§ **TASK BRIEF**:
Restate word for word the span that opens with the line containing "accum[a] += face;" and closes with the final line of the data; give only those lines.

§ **RECORDS SHOWN**:
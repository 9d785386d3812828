//! In-place mesh modifiers
//!
//! A modifier mutates an `UnpackedMesh`; `MeshApply` chains them:
//! ```no_run
//! use proc_gen::mesh::*;
//!
//! let mut layer: UnpackedMesh = generate_cylinder(0.4, 0.4, 0.6, 16);
//! layer
//!     .apply(Swirl { turns: 0.5 })
//!     .apply(SmoothNormals)
//!     .apply(Transform::translate(0.0, 0.3, 0.0));
//! ```

use glam::{Mat4, Quat, Vec3};

use super::types::UnpackedMesh;

/// A deformation or recomputation applied to a mesh in place
pub trait MeshModifier {
    fn apply(&self, mesh: &mut UnpackedMesh);
}

/// Chaining sugar over [`MeshModifier`]
pub trait MeshApply {
    fn apply<M: MeshModifier>(&mut self, modifier: M) -> &mut Self;
}

impl MeshApply for UnpackedMesh {
    fn apply<M: MeshModifier>(&mut self, modifier: M) -> &mut Self {
        modifier.apply(self);
        self
    }
}

/// Affine transform of positions and normals
///
/// Normals go through the inverse-transpose so a squashed layer keeps
/// perpendicular normals.
#[derive(Clone, Copy, Debug)]
pub struct Transform {
    matrix: Mat4,
}

impl Transform {
    pub fn translate(x: f32, y: f32, z: f32) -> Self {
        Self::from_matrix(Mat4::from_translation(Vec3::new(x, y, z)))
    }

    /// Uniform scale, then yaw (radians), then translation
    pub fn placement(scale: f32, yaw_radians: f32, translation: Vec3) -> Self {
        Self::from_matrix(Mat4::from_scale_rotation_translation(
            Vec3::splat(scale),
            Quat::from_rotation_y(yaw_radians),
            translation,
        ))
    }

    fn from_matrix(matrix: Mat4) -> Self {
        Self { matrix }
    }
}

impl MeshModifier for Transform {
    fn apply(&self, mesh: &mut UnpackedMesh) {
        let normal_matrix = self.matrix.inverse().transpose();

        mesh.positions.iter_mut().for_each(|p| {
            *p = self.matrix.transform_point3(Vec3::from(*p)).to_array();
        });
        mesh.normals.iter_mut().for_each(|n| {
            *n = normal_matrix
                .transform_vector3(Vec3::from(*n))
                .normalize_or_zero()
                .to_array();
        });
    }
}

/// Recompute vertex normals from the current triangle geometry
///
/// Each triangle contributes its area-weighted face normal to its three
/// vertices. Separately indexed vertices never share a normal, so the edge
/// between a cap ring and the body ring above it stays hard.
#[derive(Clone, Copy, Debug, Default)]
pub struct SmoothNormals;

impl MeshModifier for SmoothNormals {
    fn apply(&self, mesh: &mut UnpackedMesh) {
        let mut accum = vec![Vec3::ZERO; mesh.positions.len()];

        for tri in mesh.indices.chunks_exact(3) {
            let [a, b, c] = [tri[0] as usize, tri[1] as usize, tri[2] as usize];
            let p0 = Vec3::from(mesh.positions[a]);
            let p1 = Vec3::from(mesh.positions[b]);
            let p2 = Vec3::from(mesh.positions[c]);

            // Unnormalized cross product weights by triangle area
            let face = (p1 - p0).cross(p2 - p0);
            accum[a] += face;
            accum[b] += face;
            accum[c] += face;
        }

        mesh.normals.resize(mesh.positions.len(), [0.0, 1.0, 0.0]);
        for (normal, sum) in mesh.normals.iter_mut().zip(accum) {
            // Unreferenced or degenerate vertices keep their previous normal
            if let Some(n) = sum.try_normalize() {
                *normal = n.to_array();
            }
        }
    }
}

§ **YOUR RESPONSE**:
            accum[a] += face;
            accum[b] += face;
            accum[c] += face;
        }

        mesh.normals.resize(mesh.positions.len(), [0.0, 1.0, 0.0]);
        for (normal, sum) in mesh.normals.iter_mut().zip(accum) {
            // Unreferenced or degenerate vertices keep their previous normal
            if let Some(n) = sum.try_normalize() {
                *normal = n.to_array();
            }
        }
    }
}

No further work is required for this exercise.